Health professionals’ in-depth experiences of structures, processes and outcomes relating to medicines management. Results Saturation of themes was deemed to occur at interview 27 (7 nurses, 13 pharmacists, 7 physicians). Six key themes and several subthemes emerged from the qualitative analysis, which pertained to the need for: appropriate polypharmacy; a systematic approach to medicines history taking; improved communication and documentation; improved patients’ adherence to medicines; guidelines and policies to support medicines selection, and an educated and trained multidisciplinary team. The most dominant TDF behavioural determinants were issues around: professional role and identity; beliefs about capabilities; beliefs about consequences; environmental context and resources; knowledge, and goals. NPT construct identified little evidence of coherence, cognitive participation, collective action and reflexive monitoring.

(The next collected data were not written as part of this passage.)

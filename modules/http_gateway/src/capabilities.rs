//! HTTP capability traits shared across modules: handlers, middlewares and
//! routers rendezvous through the service registry using these types.

use std::sync::Arc;

use async_trait::async_trait;
use axum::extract::Request;
use axum::http::Method;
use axum::middleware::Next;
use axum::response::{IntoResponse, Response};

use flowkit::{ErrorBody, ErrorKind, WorkflowError};

/// A terminal request handler published in the registry.
#[async_trait]
pub trait HttpHandler: Send + Sync {
    async fn handle(&self, req: Request) -> Response;
}

/// One element of a route's middleware chain. Chains are applied
/// outer-to-inner in declaration order.
#[async_trait]
pub trait HttpMiddleware: Send + Sync {
    async fn handle(&self, req: Request, next: Next) -> Response;
}

/// A route to be registered on a router.
pub struct RouteSpec {
    pub method: Method,
    pub path: String,
    pub handler: Arc<dyn HttpHandler>,
    pub middlewares: Vec<Arc<dyn HttpMiddleware>>,
}

impl RouteSpec {
    pub fn new(method: Method, path: impl Into<String>, handler: Arc<dyn HttpHandler>) -> Self {
        Self {
            method,
            path: path.into(),
            handler,
            middlewares: Vec::new(),
        }
    }

    pub fn with_middlewares(mut self, middlewares: Vec<Arc<dyn HttpMiddleware>>) -> Self {
        self.middlewares = middlewares;
        self
    }
}

/// The router capability: collects routes during configuration; the owning
/// server builds the final axum router at start.
pub trait RouterService: Send + Sync {
    fn add_route(&self, spec: RouteSpec) -> anyhow::Result<()>;

    fn has_route(&self, method: &Method, path: &str) -> bool;

    fn build(&self) -> axum::Router;
}

/// Map a handler failure to the structured `{error, message, details}`
/// body, honoring a kinded [`WorkflowError`] anywhere in the chain.
pub fn error_response(err: &anyhow::Error) -> Response {
    let (status, body) = match err.downcast_ref::<WorkflowError>() {
        Some(workflow_err) => (workflow_err.http_status(), workflow_err.body()),
        None => (
            500,
            ErrorBody::new(ErrorKind::Permanent, err.to_string()),
        ),
    };
    let status =
        axum::http::StatusCode::from_u16(status).unwrap_or(axum::http::StatusCode::INTERNAL_SERVER_ERROR);
    (status, axum::Json(body)).into_response()
}
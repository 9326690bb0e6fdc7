//! HTTP gateway: servers, routers, handlers, middleware chains, built-in
//! observability endpoints, the `http` workflow handler and the HTTP
//! trigger.

pub mod capabilities;
pub mod handlers;
pub mod health;
pub mod logs;
pub mod metrics;
pub mod middleware;
pub mod router;
pub mod server;
pub mod static_files;
pub mod trigger;
pub mod wiring;
pub mod workflow;

pub use capabilities::{error_response, HttpHandler, HttpMiddleware, RouteSpec, RouterService};
pub use handlers::{HttpHandlerModule, SimpleProxyModule, StaticResponseHandler};
pub use health::HealthCheckerModule;
pub use logs::LogCollectorModule;
pub use metrics::MetricsCollectorModule;
pub use middleware::{
    CorsMiddlewareModule, LoggingMiddlewareModule, RateLimitMiddlewareModule,
    RequestIdMiddlewareModule, SecurityHeadersMiddlewareModule,
};
pub use router::{HttpRouterModule, SharedRouter};
pub use server::HttpServerModule;
pub use static_files::StaticFileServerModule;
pub use trigger::HttpTrigger;
pub use wiring::{select_router, select_router_without_route, ServerBinding};
pub use workflow::HttpWorkflowHandler;

use std::sync::Arc;

use flowkit::{Module, ModuleFactory, TriggerFactory};
use flowkit_bootstrap::LogBuffer;

/// Register this crate's module types with the engine factory.
///
/// `log.collector` needs the shared [`LogBuffer`] created before logging
/// init; register it separately with [`register_log_collector`].
pub fn register_module_types(factory: &mut ModuleFactory) {
    factory.register("http.server", |cfg| {
        Ok(Arc::new(HttpServerModule::new(&cfg.name)) as Arc<dyn Module>)
    });
    factory.register("http.router", |cfg| {
        Ok(Arc::new(HttpRouterModule::new(&cfg.name)) as Arc<dyn Module>)
    });
    factory.register("http.handler", |cfg| {
        Ok(Arc::new(HttpHandlerModule::new(&cfg.name)) as Arc<dyn Module>)
    });
    factory.register("http.simple_proxy", |cfg| {
        Ok(Arc::new(SimpleProxyModule::new(&cfg.name)) as Arc<dyn Module>)
    });
    factory.register("http.middleware.logging", |cfg| {
        Ok(Arc::new(LoggingMiddlewareModule::new(&cfg.name)) as Arc<dyn Module>)
    });
    factory.register("http.middleware.requestid", |cfg| {
        Ok(Arc::new(RequestIdMiddlewareModule::new(&cfg.name)) as Arc<dyn Module>)
    });
    factory.register("http.middleware.cors", |cfg| {
        Ok(Arc::new(CorsMiddlewareModule::new(&cfg.name)) as Arc<dyn Module>)
    });
    factory.register("http.middleware.ratelimit", |cfg| {
        Ok(Arc::new(RateLimitMiddlewareModule::new(&cfg.name)) as Arc<dyn Module>)
    });
    factory.register("http.middleware.securityheaders", |cfg| {
        Ok(Arc::new(SecurityHeadersMiddlewareModule::new(&cfg.name)) as Arc<dyn Module>)
    });
    factory.register("static.fileserver", |cfg| {
        Ok(Arc::new(StaticFileServerModule::new(&cfg.name)) as Arc<dyn Module>)
    });
    factory.register("health.checker", |cfg| {
        Ok(Arc::new(HealthCheckerModule::new(&cfg.name)) as Arc<dyn Module>)
    });
    factory.register("metrics.collector", |cfg| {
        Ok(Arc::new(MetricsCollectorModule::new(&cfg.name)) as Arc<dyn Module>)
    });
}

/// Register `log.collector` backed by the buffer shared with the logging
/// subscriber.
pub fn register_log_collector(factory: &mut ModuleFactory, buffer: LogBuffer) {
    factory.register("log.collector", move |cfg| {
        Ok(Arc::new(LogCollectorModule::new(&cfg.name, buffer.clone())) as Arc<dyn Module>)
    });
}

/// Register the HTTP trigger kind.
pub fn register_trigger_kinds(triggers: &mut TriggerFactory) {
    triggers.register("http", HttpTrigger::from_config);
}
use async_trait::async_trait;

use flowkit::JsonMap;

/// A verified identity attached to authenticated requests.
#[derive(Debug, Clone)]
pub struct Identity {
    pub subject: String,
    pub issuer: Option<String>,
    pub claims: JsonMap,
}

/// Validates bearer credentials. Providers are published in the registry
/// and discovered by the auth middleware in the wiring pass.
#[async_trait]
pub trait AuthProvider: Send + Sync {
    fn name(&self) -> &str;

    async fn validate(&self, token: &str) -> anyhow::Result<Identity>;
}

The key themes identified in this research indicate the need to develop a more structured approach to medicines management in elderly hospitalised patients in Abu Dhabi. The NPT constructs and the TDF behavioural determinants can be utilised as part of service development and implementing change.
鉴于老年人用药相关问题的多样性,应明确界定和描述药物管理的结构与流程,以优化患者治疗效果。目前缺乏深入探讨老年患者药物管理这些要素的研究。
本研究探讨了阿联酋阿布扎比老年住院患者药物管理方面医护人员的经验。研究地点:该研究在阿联酋阿布扎比的五家主要医院开展。
采用在线抽样问卷的回复,有目的地挑选护士、药剂师和医生进行访谈。参照规范化过程理论(NPT)和理论领域框架(TDF)制定了半结构化访谈提纲,以探讨药物管理结构、流程和结果等问题。进行了20 - 30分钟的面对面访谈,进行录音、逐字转录,并采用框架分析法进行分析。
医护人员对药物管理结构、流程和结果的深入体验。结果:在第27次访谈(7名护士、13名药剂师、7名医生)时主题达到饱和。定性分析得出六个关键主题和若干子主题,涉及以下需求:合理的联合用药;系统的用药史采集方法;改善沟通与记录;提高患者的用药依从性;支持药物选择的指南和政策,以及一支受过教育和培训的多学科团队。TDF中最主要的行为决定因素围绕以下方面:专业角色与身份;对能力的信念;对后果的信念;环境背景与资源;知识,以及目标。NPT构建中几乎没有一致性、认知参与、集体行动和反思性监测的证据。
本研究确定的关键主题表明,需要为阿联酋阿布扎比的老年住院患者制定更结构化的药物管理方法。NPT构建和TDF行为决定因素可作为服务发展和实施变革的一部分加以利用。